__Work task__. Scan the records below, and wherever a line has the word "False", pull it out.

[Collected data entries]
......
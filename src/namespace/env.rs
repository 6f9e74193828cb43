//! # Scoped environment lookup.
//!
//! [`Env`] is a snapshot of process variables taken when the namespace is
//! created. Keys are stored and looked up uppercased, so lookups are
//! case-insensitive. A scoped snapshot keeps only keys starting with the
//! uppercased scope name:
//!
//! ```text
//! scope ""     → every variable
//! scope "svc"  → SVC_PORT, SVC_HOST, SVCX ... (prefix match on "SVC")
//! ```

use std::collections::HashMap;
use std::str::FromStr;
use std::time::Duration;

use chrono::NaiveDateTime;

use crate::error::EnvError;
use crate::namespace::bind::{Bind, Binder};

/// Environment variables visible to one namespace.
#[derive(Clone, Debug, Default)]
pub struct Env {
    scope: String,
    vars: HashMap<String, String>,
}

impl Env {
    /// Every variable of the current process.
    pub fn process() -> Self {
        Self::scoped("")
    }

    /// Variables of the current process whose key starts with `scope` (case-insensitive).
    ///
    /// Variables that are not valid unicode are skipped.
    pub fn scoped(scope: &str) -> Self {
        let vars = std::env::vars_os()
            .filter_map(|(k, v)| Some((k.into_string().ok()?, v.into_string().ok()?)));
        Self::from_vars(scope, vars)
    }

    /// Builds an environment from explicit pairs, applying the same scoping rule.
    ///
    /// ```
    /// use unitvisor::Env;
    ///
    /// let env = Env::from_vars("svc", [("SVC_PORT", "8080"), ("HOME", "/root")]);
    /// assert_eq!(env.get_env("svc_port"), Some("8080"));
    /// assert_eq!(env.get_env("HOME"), None);
    /// ```
    pub fn from_vars<I, K, V>(scope: &str, vars: I) -> Self
    where
        I: IntoIterator<Item = (K, V)>,
        K: AsRef<str>,
        V: Into<String>,
    {
        let scope = scope.to_uppercase();
        let vars = vars
            .into_iter()
            .map(|(k, v)| (k.as_ref().to_uppercase(), v.into()))
            .filter(|(k, _)| k.starts_with(&scope))
            .collect();
        Self { scope, vars }
    }

    /// Uppercased scope prefix (`""` for the public namespace).
    pub fn scope(&self) -> &str {
        &self.scope
    }

    /// Number of visible variables.
    pub fn len(&self) -> usize {
        self.vars.len()
    }

    pub fn is_empty(&self) -> bool {
        self.vars.is_empty()
    }

    /// Raw value of `key`.
    pub fn get_env(&self, key: &str) -> Option<&str> {
        self.vars.get(&key.to_uppercase()).map(String::as_str)
    }

    pub fn get_env_int(&self, key: &str) -> Result<i64, EnvError> {
        self.parse_with(key, |raw| i64::from_str(raw).map_err(|e| e.to_string()))
    }

    pub fn get_env_float(&self, key: &str) -> Result<f64, EnvError> {
        self.parse_with(key, |raw| f64::from_str(raw).map_err(|e| e.to_string()))
    }

    /// Accepts `1 t T TRUE true True 0 f F FALSE false False`.
    pub fn get_env_bool(&self, key: &str) -> Result<bool, EnvError> {
        self.parse_with(key, parse_bool)
    }

    /// Parses a naive date-time with a `chrono` format string (e.g. `"%Y-%m-%d %H:%M:%S"`).
    pub fn get_env_time(&self, key: &str, format: &str) -> Result<NaiveDateTime, EnvError> {
        self.parse_with(key, |raw| {
            NaiveDateTime::parse_from_str(raw, format).map_err(|e| e.to_string())
        })
    }

    /// Parses durations like `"250ms"`, `"1.5s"` or `"1h30m"`.
    pub fn get_env_duration(&self, key: &str) -> Result<Duration, EnvError> {
        self.parse_with(key, parse_duration)
    }

    /// Populates `dest` from this environment; keys are used as written by the schema.
    ///
    /// ```
    /// use unitvisor::{Bind, Binder, Env, EnvError};
    ///
    /// #[derive(Default)]
    /// struct Http { port: u16, hosts: Vec<String> }
    ///
    /// impl Bind for Http {
    ///     fn bind(&mut self, b: &mut Binder<'_>) -> Result<(), EnvError> {
    ///         b.required("svc_port", &mut self.port)?;
    ///         b.optional("svc_hosts", &mut self.hosts)
    ///     }
    /// }
    ///
    /// let env = Env::from_vars("svc", [("SVC_PORT", "8080"), ("SVC_HOSTS", "a, b")]);
    /// let mut http = Http::default();
    /// env.assign(&mut http)?;
    /// assert_eq!(http.port, 8080);
    /// assert_eq!(http.hosts, ["a", "b"]);
    /// # Ok::<(), EnvError>(())
    /// ```
    pub fn assign<B: Bind + ?Sized>(&self, dest: &mut B) -> Result<(), EnvError> {
        dest.bind(&mut Binder::new(self, ""))
    }

    /// Like [`Env::assign`], but every key is prefixed with the scope (`SVC_` + key).
    pub fn assign_scoped<B: Bind + ?Sized>(&self, dest: &mut B) -> Result<(), EnvError> {
        dest.bind(&mut Binder::new(self, &self.scope))
    }

    fn parse_with<T>(
        &self,
        key: &str,
        parse: impl FnOnce(&str) -> Result<T, String>,
    ) -> Result<T, EnvError> {
        let key = key.to_uppercase();
        let raw = self
            .vars
            .get(&key)
            .ok_or_else(|| EnvError::Missing { key: key.clone() })?;
        parse(raw).map_err(|reason| EnvError::Parse {
            key,
            value: raw.clone(),
            reason,
        })
    }
}

/// Parses the boolean spellings accepted by [`Env::get_env_bool`].
pub fn parse_bool(raw: &str) -> Result<bool, String> {
    match raw {
        "1" | "t" | "T" | "TRUE" | "true" | "True" => Ok(true),
        "0" | "f" | "F" | "FALSE" | "false" | "False" => Ok(false),
        _ => Err(format!("invalid boolean {raw:?}")),
    }
}

/// Parses a sequence of decimal numbers with unit suffixes.
///
/// Units: `ns`, `us` (or `µs`), `ms`, `s`, `m`, `h`. A bare `0` is accepted.
///
/// ```
/// use std::time::Duration;
/// use unitvisor::parse_duration;
///
/// assert_eq!(parse_duration("1h30m"), Ok(Duration::from_secs(5400)));
/// assert_eq!(parse_duration("1.5s"), Ok(Duration::from_millis(1500)));
/// assert!(parse_duration("10").is_err());
/// ```
pub fn parse_duration(raw: &str) -> Result<Duration, String> {
    let s = raw.trim();
    if s == "0" {
        return Ok(Duration::ZERO);
    }
    if s.is_empty() {
        return Err("empty duration".to_string());
    }

    let mut total_ns: f64 = 0.0;
    let mut rest = s;
    while !rest.is_empty() {
        let num_len = rest
            .find(|c: char| !(c.is_ascii_digit() || c == '.'))
            .unwrap_or(rest.len());
        if num_len == 0 {
            return Err(format!("invalid duration {raw:?}"));
        }
        let number: f64 = rest[..num_len]
            .parse()
            .map_err(|_| format!("invalid duration {raw:?}"))?;
        rest = &rest[num_len..];

        let unit_len = rest
            .find(|c: char| c.is_ascii_digit() || c == '.')
            .unwrap_or(rest.len());
        let scale = match &rest[..unit_len] {
            "ns" => 1.0,
            "us" | "µs" => 1e3,
            "ms" => 1e6,
            "s" => 1e9,
            "m" => 60e9,
            "h" => 3600e9,
            "" => return Err(format!("missing unit in duration {raw:?}")),
            unit => return Err(format!("unknown unit {unit:?} in duration {raw:?}")),
        };
        rest = &rest[unit_len..];
        total_ns += number * scale;
    }

    if !total_ns.is_finite() || total_ns > u64::MAX as f64 {
        return Err(format!("duration {raw:?} out of range"));
    }
    Ok(Duration::from_nanos(total_ns.round() as u64))
}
......
__Finished task__.
    /// Accepts `1 t T TRUE true True 0 f F FALSE false False`.
        "0" | "f" | "F" | "FALSE" | "false" | "False" => Ok(false),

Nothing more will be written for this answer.